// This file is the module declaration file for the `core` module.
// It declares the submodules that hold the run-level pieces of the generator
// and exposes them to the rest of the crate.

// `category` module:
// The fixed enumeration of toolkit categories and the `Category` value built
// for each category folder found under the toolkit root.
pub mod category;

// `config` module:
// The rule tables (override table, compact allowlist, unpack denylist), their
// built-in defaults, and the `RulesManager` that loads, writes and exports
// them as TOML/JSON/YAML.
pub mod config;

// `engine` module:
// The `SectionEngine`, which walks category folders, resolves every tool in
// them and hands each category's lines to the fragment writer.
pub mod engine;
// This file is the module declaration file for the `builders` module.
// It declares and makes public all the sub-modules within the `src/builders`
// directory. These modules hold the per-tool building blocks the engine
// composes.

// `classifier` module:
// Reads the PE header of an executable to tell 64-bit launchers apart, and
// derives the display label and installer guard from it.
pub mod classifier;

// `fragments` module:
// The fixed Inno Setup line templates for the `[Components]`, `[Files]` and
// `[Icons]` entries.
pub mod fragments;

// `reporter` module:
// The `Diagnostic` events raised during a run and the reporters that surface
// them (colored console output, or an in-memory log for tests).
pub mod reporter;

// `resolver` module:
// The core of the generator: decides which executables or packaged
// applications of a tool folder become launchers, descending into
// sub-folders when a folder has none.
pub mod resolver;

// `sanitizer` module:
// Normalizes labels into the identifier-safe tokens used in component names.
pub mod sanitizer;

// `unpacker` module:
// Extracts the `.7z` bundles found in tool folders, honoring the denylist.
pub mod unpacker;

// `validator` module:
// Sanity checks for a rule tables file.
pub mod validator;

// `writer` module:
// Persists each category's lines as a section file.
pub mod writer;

**What to produce:** All of the material above should be printed again exactly as it is.

**Output below:**
// This file is the module declaration file for the `core` module.
// It declares the submodules that hold the run-level pieces of the generator
// and exposes them to the rest of the crate.

// `category` module:
// The fixed enumeration of toolkit categories and the `Category` value built
// for each category folder found under the toolkit root.
pub mod category;

// `config` module:
// The rule tables (override table, compact allowlist, unpack denylist), their
// built-in defaults, and the `RulesManager` that loads, writes and exports
// them as TOML/JSON/YAML.
pub mod config;

// `engine` module:
// The `SectionEngine`, which walks category folders, resolves every tool in
// them and hands each category's lines to the fragment writer.
pub mod engine;
// This file is the module declaration file for the `builders` module.
// It declares and makes public all the sub-modules within the `src/builders`
// directory. These modules hold the per-tool building blocks the engine
// composes.

// `classifier` module:
// Reads the PE header of an executable to tell 64-bit launchers apart, and
// derives the display label and installer guard from it.
pub mod classifier;

// `fragments` module:
// The fixed Inno Setup line templates for the `[Components]`, `[Files]` and
// `[Icons]` entries.
pub mod fragments;

// `reporter` module:
// The `Diagnostic` events raised during a run and the reporters that surface
// them (colored console output, or an in-memory log for tests).
pub mod reporter;

// `resolver` module:
// The core of the generator: decides which executables or packaged
// applications of a tool folder become launchers, descending into
// sub-folders when a folder has none.
pub mod resolver;

// `sanitizer` module:
// Normalizes labels into the identifier-safe tokens used in component names.
pub mod sanitizer;

// `unpacker` module:
// Extracts the `.7z` bundles found in tool folders, honoring the denylist.
pub mod unpacker;

// `validator` module:
// Sanity checks for a rule tables file.
pub mod validator;

// `writer` module:
// Persists each category's lines as a section file.
pub mod writer;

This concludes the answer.